Copy verbatim the material from its first line to the line that holds "pub const UNKNOWN_CATEGORY: &str", including that line.

-*-

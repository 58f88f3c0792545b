//! Exposure breakdown by cohort and categorical dimension.
//!
//! Feeds the stacked "balance by origination channel" chart: one total per
//! (origination month, category) pair.

use polars::prelude::*;
use serde::{Deserialize, Serialize};
use std::collections::BTreeMap;

use crate::error::Result;
use crate::filter::{Dimension, GroupFilter, apply_filters};
use crate::month::CohortMonth;
use crate::schema::{FactSchema, read_categories, read_measure, read_periods};

/// Label used for rows with a null category.
pub const UNKNOWN_CATEGORY: &str = "Unknown";

/// Total of a value column for one cohort and category.
#[derive(Debug, Clone, PartialEq, Serialize, Deserialize)]
pub struct ExposureBar {
    /// Origination month
    pub cohort: CohortMonth,
    /// Dimension value
    pub category: String,
    /// Sum of the value column
    pub total: f64,
}

/// Sum `value_column` per (origination month, `dimension` value) after filtering.
///
/// Null amounts count as zero, null categories are reported as
/// [`UNKNOWN_CATEGORY`] and rows with no origination period are skipped. The
/// result is sorted by cohort, then category; an empty vector means no rows
/// matched.
pub fn exposure_by_dimension(
    facts: &DataFrame,
    schema: &FactSchema,
    dimension: Dimension,
    value_column: &str,
    filters: &[GroupFilter],
) -> Result<Vec<ExposureBar>> {
    schema.validate(facts)?;
    let filtered = apply_filters(facts, schema, filters)?;

    let periods = read_periods(&filtered, &schema.origination_column)?;
    let categories = read_categories(&filtered, schema.dimension_column(dimension))?;
    let values = read_measure(&filtered, value_column)?;

    let mut groups: BTreeMap<(CohortMonth, String), Vec<f64>> = BTreeMap::new();
    for ((period, category), value) in periods.into_iter().zip(categories).zip(values) {
        let Some(cohort) = period else {
            continue;
        };
        let category = category.unwrap_or_else(|| UNKNOWN_CATEGORY.to_string());
        groups.entry((cohort, category)).or_default().extend(value);
    }

    let bars: Vec<ExposureBar> = groups
        .into_iter()
        .map(|((cohort, category), mut amounts)| {
            amounts.sort_by(f64::total_cmp);
            ExposureBar {
                cohort,
                category,
                total: amounts.into_iter().sum(),
            }
        })
        .collect();

    log::debug!(
        "exposure by {dimension}: {} bars from {} rows",
        bars.len(),
        filtered.height()
    );
    Ok(bars)
}
//! Caching layer for the fact table.

pub mod dataset;

pub use dataset::{CacheStats, DatasetCache};
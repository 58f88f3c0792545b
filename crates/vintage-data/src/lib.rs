#![doc = include_str!("../README.md")]
#![doc(issue_tracker_base_url = "https://github.com/factordynamics/vintage/issues/")]
#![cfg_attr(docsrs, feature(doc_cfg, doc_auto_cfg))]
#![warn(missing_docs)]
#![forbid(unsafe_code)]

pub mod cache;
pub mod error;
pub mod loader;

pub use cache::{CacheStats, DatasetCache};
pub use error::{DataError, Result};
pub use loader::{DatasetFormat, load_facts};

/// Version information.
pub const VERSION: &str = env!("CARGO_PKG_VERSION");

-*-

* _Task response_
repository 58f88f3c0792545b
//! Exposure breakdown by cohort and categorical dimension.
//!
//! Feeds the stacked "balance by origination channel" chart: one total per
//! (origination month, category) pair.

use polars::prelude::*;
use serde::{Deserialize, Serialize};
use std::collections::BTreeMap;

use crate::error::Result;
use crate::filter::{Dimension, GroupFilter, apply_filters};
use crate::month::CohortMonth;
use crate::schema::{FactSchema, read_categories, read_measure, read_periods};

/// Label used for rows with a null category.
pub const UNKNOWN_CATEGORY: &str = "Unknown";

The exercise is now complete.